5-羧基苯并咪唑类HCV NS5B聚合酶抑制剂的HQSAR研究及分子设计

HQSAR study and molecular design of benzimidazole 5-carboxylic derivatives of hepatitis C virus NS5B polymerase

利用分子全息技术研究了129个5-羧基苯并咪唑类HCV NS5B聚合酶抑制剂的结构与活性之间的关系.讨论了分子碎片大小、碎片区分参数及全息长度对模型质量的影响.利用偏最小二乘法(partial least square,PLS)建立了一组以99个化合物为训练集的最优模型,该模型的交叉验证相关系数q^2=0.820,非交叉验证相关系数r^2=0.963,标准偏差SEE=0.213;用最优模型对由30个化合物组成的测试集进行预测,得到其相关系数r_(pred)~2=0.98,表明了该模型具有良好的预测能力及拟合能力.利用色码图对模型中不同原子及不同结构的贡献进行了解释,在此基础上根据最优HQSAR模型设计了几种具有良好抗HCV活性的苯并咪唑类HCV NS5B聚合酶抑制剂分子,为新型HCV NS5B聚合酶抑制剂的设计和优化提供了参考.

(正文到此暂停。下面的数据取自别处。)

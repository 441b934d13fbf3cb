use std::fs;
use std::path::{Path, PathBuf};
use std::process::Command;
use tempfile::TempDir;

const DOCUMENTS: &str = r#"[
    {
        "id": "pubmed-001",
        "title": "Mindfulness-Based Interventions for Anxiety: A Meta-Analysis",
        "abstract": "This meta-analysis examined mindfulness-based interventions for anxiety. Thirty-nine trials were pooled. Effects were moderate and consistent.",
        "authors": ["Smith, J.A.", "Lee, K."],
        "journal": "Journal of Clinical Psychology",
        "publicationDate": "2023-01-15",
        "studyType": "Meta-Analysis",
        "sampleSize": 3515
    },
    {
        "id": "pubmed-002",
        "title": "Yoga for Chronic Low Back Pain",
        "abstract": "Participants attended weekly yoga classes for twelve weeks. Pain scores improved compared with usual care.",
        "journal": "Annals of Internal Medicine",
        "publication_date": "2022-03-01",
        "study_type": "Randomized Controlled Trial",
        "sample_size": 200
    },
    {
        "id": "pubmed-003",
        "title": "A Record Without A Study Type",
        "abstract": "This record should be rejected.",
        "publicationDate": "2021-06-01"
    }
]"#;

fn wrag_binary() -> PathBuf {
    PathBuf::from(env!("CARGO_BIN_EXE_wrag"))
}

fn setup_test_env() -> (TempDir, PathBuf, PathBuf) {
    let tmp = TempDir::new().unwrap();
    let root = tmp.path().to_path_buf();

    let config_dir = root.join("config");
    fs::create_dir_all(&config_dir).unwrap();

    let documents_path = root.join("documents.json");
    fs::write(&documents_path, DOCUMENTS).unwrap();

    let config_content = format!(
        r#"[db]
path = "{}/data/wrag.sqlite"

[chunking]
max_chunk_size = 1000
overlap_size = 200

[retrieval]
match_threshold = 0.7
match_count = 10

[logging]
level = "warn"
"#,
        root.display()
    );

    let config_path = config_dir.join("wrag.toml");
    fs::write(&config_path, config_content).unwrap();

    (tmp, config_path, documents_path)
}

fn run_wrag(config_path: &Path, args: &[&str]) -> (String, String, bool) {
    let binary = wrag_binary();
    let output = Command::new(&binary)
        .arg("--config")
        .arg(config_path.to_str().unwrap())
        .args(args)
        .env_remove("OPENAI_API_KEY")
        .env_remove("RUST_LOG")
        .output()
        .unwrap_or_else(|e| panic!("Failed to run wrag binary at {:?}: {}", binary, e));

    let stdout = String::from_utf8_lossy(&output.stdout).to_string();
    let stderr = String::from_utf8_lossy(&output.stderr).to_string();
    (stdout, stderr, output.status.success())
}

#[test]
fn test_init_creates_database() {
    let (tmp, config_path, _) = setup_test_env();

    let (stdout, stderr, success) = run_wrag(&config_path, &["init"]);
    assert!(success, "init failed: stdout={}, stderr={}", stdout, stderr);
    assert!(stdout.contains("initialized"));
    assert!(tmp.path().join("data/wrag.sqlite").exists());
}

#[test]
fn test_init_idempotent() {
    let (_tmp, config_path, _) = setup_test_env();

    let (_, _, first) = run_wrag(&config_path, &["init"]);
    assert!(first, "First init failed");
    let (_, _, second) = run_wrag(&config_path, &["init"]);
    assert!(second, "Second init failed (not idempotent)");
}

#[test]
fn test_missing_config_fails() {
    let tmp = TempDir::new().unwrap();
    let (_, stderr, success) = run_wrag(&tmp.path().join("nope.toml"), &["init"]);
    assert!(!success);
    assert!(stderr.contains("Failed to read config file"));
}

#[test]
fn test_ingest_dry_run_reports_without_writing() {
    let (tmp, config_path, documents) = setup_test_env();

    let (stdout, stderr, success) =
        run_wrag(&config_path, &["ingest", documents.to_str().unwrap(), "--dry-run"]);
    assert!(success, "dry run failed: {}", stderr);
    assert!(stdout.contains("dry-run"));
    assert!(stdout.contains("records: 3"));
    assert!(stdout.contains("valid documents: 2"));
    assert!(stdout.contains("rejected: 1"));
    assert!(stdout.contains("pubmed-003"));
    assert!(stdout.contains("estimated chunks: 2"));
    assert!(!tmp.path().join("data/wrag.sqlite").exists());
}

#[test]
fn test_ingest_stages_chunks_when_embedding_disabled() {
    let (_tmp, config_path, documents) = setup_test_env();

    run_wrag(&config_path, &["init"]);
    let (stdout, stderr, success) =
        run_wrag(&config_path, &["ingest", documents.to_str().unwrap()]);
    assert!(success, "ingest failed: stdout={}, stderr={}", stdout, stderr);
    assert!(stdout.contains("stored documents: 2"));
    assert!(stdout.contains("chunks written: 2"));
    assert!(stdout.contains("chunks pending embedding: 2"));
    assert!(stdout.contains("rejected: 1"));
    assert!(stdout.contains("ok"));
}

#[test]
fn test_ingest_twice_does_not_duplicate() {
    let (_tmp, config_path, documents) = setup_test_env();

    run_wrag(&config_path, &["init"]);
    run_wrag(&config_path, &["ingest", documents.to_str().unwrap()]);
    run_wrag(&config_path, &["ingest", documents.to_str().unwrap()]);

    let (stdout, _, success) = run_wrag(&config_path, &["stats"]);
    assert!(success);
    assert!(stdout.contains("Documents:   2"), "got: {}", stdout);
    assert!(stdout.contains("Chunks:      2"), "got: {}", stdout);
}

#[test]
fn test_ingest_limit() {
    let (_tmp, config_path, documents) = setup_test_env();

    run_wrag(&config_path, &["init"]);
    let (stdout, _, success) = run_wrag(
        &config_path,
        &["ingest", documents.to_str().unwrap(), "--limit", "1"],
    );
    assert!(success);
    assert!(stdout.contains("records: 1"));
    assert!(stdout.contains("stored documents: 1"));
}

#[test]
fn test_stats_shows_study_type_breakdown() {
    let (_tmp, config_path, documents) = setup_test_env();

    run_wrag(&config_path, &["init"]);
    run_wrag(&config_path, &["ingest", documents.to_str().unwrap()]);

    let (stdout, stderr, success) = run_wrag(&config_path, &["stats"]);
    assert!(success, "stats failed: {}", stderr);
    assert!(stdout.contains("Embedded:    0 / 2 (0%)"));
    assert!(stdout.contains("Meta-Analysis"));
    assert!(stdout.contains("Randomized Controlled Trial"));
}

#[test]
fn test_grade_json_output() {
    let (_tmp, config_path, documents) = setup_test_env();

    let (stdout, stderr, success) = run_wrag(
        &config_path,
        &["grade", documents.to_str().unwrap(), "--as-of-year", "2024", "--json"],
    );
    assert!(success, "grade failed: {}", stderr);

    let grade: serde_json::Value = serde_json::from_str(&stdout).unwrap();
    assert_eq!(grade["strength"], "Strong");
    assert_eq!(grade["score"], 100);
    assert_eq!(grade["factors"]["metaAnalysisPresent"], true);
    assert_eq!(grade["factors"]["rctPresent"], true);
    assert!(grade["reasoning"]
        .as_str()
        .unwrap()
        .starts_with("Meta-analysis provides highest level of evidence"));
}

#[test]
fn test_grade_human_output() {
    let (_tmp, config_path, documents) = setup_test_env();

    let (stdout, _, success) = run_wrag(
        &config_path,
        &["grade", documents.to_str().unwrap(), "--as-of-year", "2024"],
    );
    assert!(success);
    assert!(stdout.contains("Evidence: Strong (score 100/100)"));
    assert!(stdout.contains("Records rejected:    1"));
}

#[test]
fn test_health_with_providers_disabled() {
    let (_tmp, config_path, _) = setup_test_env();

    let (stdout, stderr, success) = run_wrag(&config_path, &["health", "--json"]);
    assert!(success, "health failed: {}", stderr);
    let report: serde_json::Value = serde_json::from_str(&stdout).unwrap();
    assert_eq!(report["status"], "healthy");
    assert_eq!(report["database"], "ok");
    assert_eq!(report["embedding"], "disabled");
    assert_eq!(report["api_key_present"], false);
}

#[test]
fn test_search_requires_embedding_provider() {
    let (_tmp, config_path, documents) = setup_test_env();

    run_wrag(&config_path, &["init"]);
    run_wrag(&config_path, &["ingest", documents.to_str().unwrap()]);

    let (_, stderr, success) = run_wrag(&config_path, &["search", "Does mindfulness reduce anxiety?"]);
    assert!(!success);
    assert!(stderr.contains("disabled"), "got: {}", stderr);
}

#[test]
fn test_search_rejects_blank_query() {
    let (_tmp, config_path, _) = setup_test_env();

    run_wrag(&config_path, &["init"]);
    let (_, stderr, success) = run_wrag(&config_path, &["search", "   "]);
    assert!(!success);
    assert!(stderr.contains("query must not be empty"), "got: {}", stderr);
}

#[test]
fn test_search_rejects_unknown_study_type() {
    let (_tmp, config_path, _) = setup_test_env();

    run_wrag(&config_path, &["init"]);
    let (_, stderr, success) = run_wrag(
        &config_path,
        &["search", "sleep", "--study-type", "Anecdote"],
    );
    assert!(!success);
    assert!(stderr.contains("unknown study type"), "got: {}", stderr);
}

#[test]
fn test_reembed_requires_embedding_provider() {
    let (_tmp, config_path, _) = setup_test_env();

    run_wrag(&config_path, &["init"]);
    let (_, stderr, success) = run_wrag(&config_path, &["reembed"]);
    assert!(!success);
    assert!(stderr.contains("disabled"));
}

#[test]
fn test_reset_requires_confirmation() {
    let (_tmp, config_path, documents) = setup_test_env();

    run_wrag(&config_path, &["init"]);
    run_wrag(&config_path, &["ingest", documents.to_str().unwrap()]);

    let (_, stderr, success) = run_wrag(&config_path, &["reset"]);
    assert!(!success);
    assert!(stderr.contains("--yes"));

    let (stdout, stderr, success) = run_wrag(&config_path, &["reset", "--yes"]);
    assert!(success, "reset failed: {}", stderr);
    assert!(stdout.contains("Reset complete: removed 2 documents and 2 chunks"));

    let (stdout, _, _) = run_wrag(&config_path, &["stats"]);
    assert!(stdout.contains("Documents:   0"));
}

The structure-activity relationship of 129 benzimidazole 5-carboxylic derivatives of hepatitis C virus NS5 B polymerase inhibitors were investigated using hologram quantitative structure-activity relationship（HQSAR）techniques.The model parameters studied include：influences of molecular fragment,fragment distinction and molecular holographic length.In order to establish the optimal model,99 compounds have been used to composed the training set.Results obtained from this set were analyzed by the partial least square（PLS）,with the cross-validated q^2=0.820,convention r^2=0.963 and standard deviation SEE=0.213.The model was then further validated with a test set of 30 compounds.The predicted values were in good agreement with the experimental results（rpred^2=0.98）,showing that the model has potential ability in structural predicting and property fitting.The contributions of different atoms to activity were able to indicated with color coding figures.Based on this HQSAR model,a series of 11 benzimidazole 5-carboxylic derivatives with anti-HCV inhibition properties were designed.This model could provide additional tool in HCV NS5 B polymerase inhibitor designing and optimizing.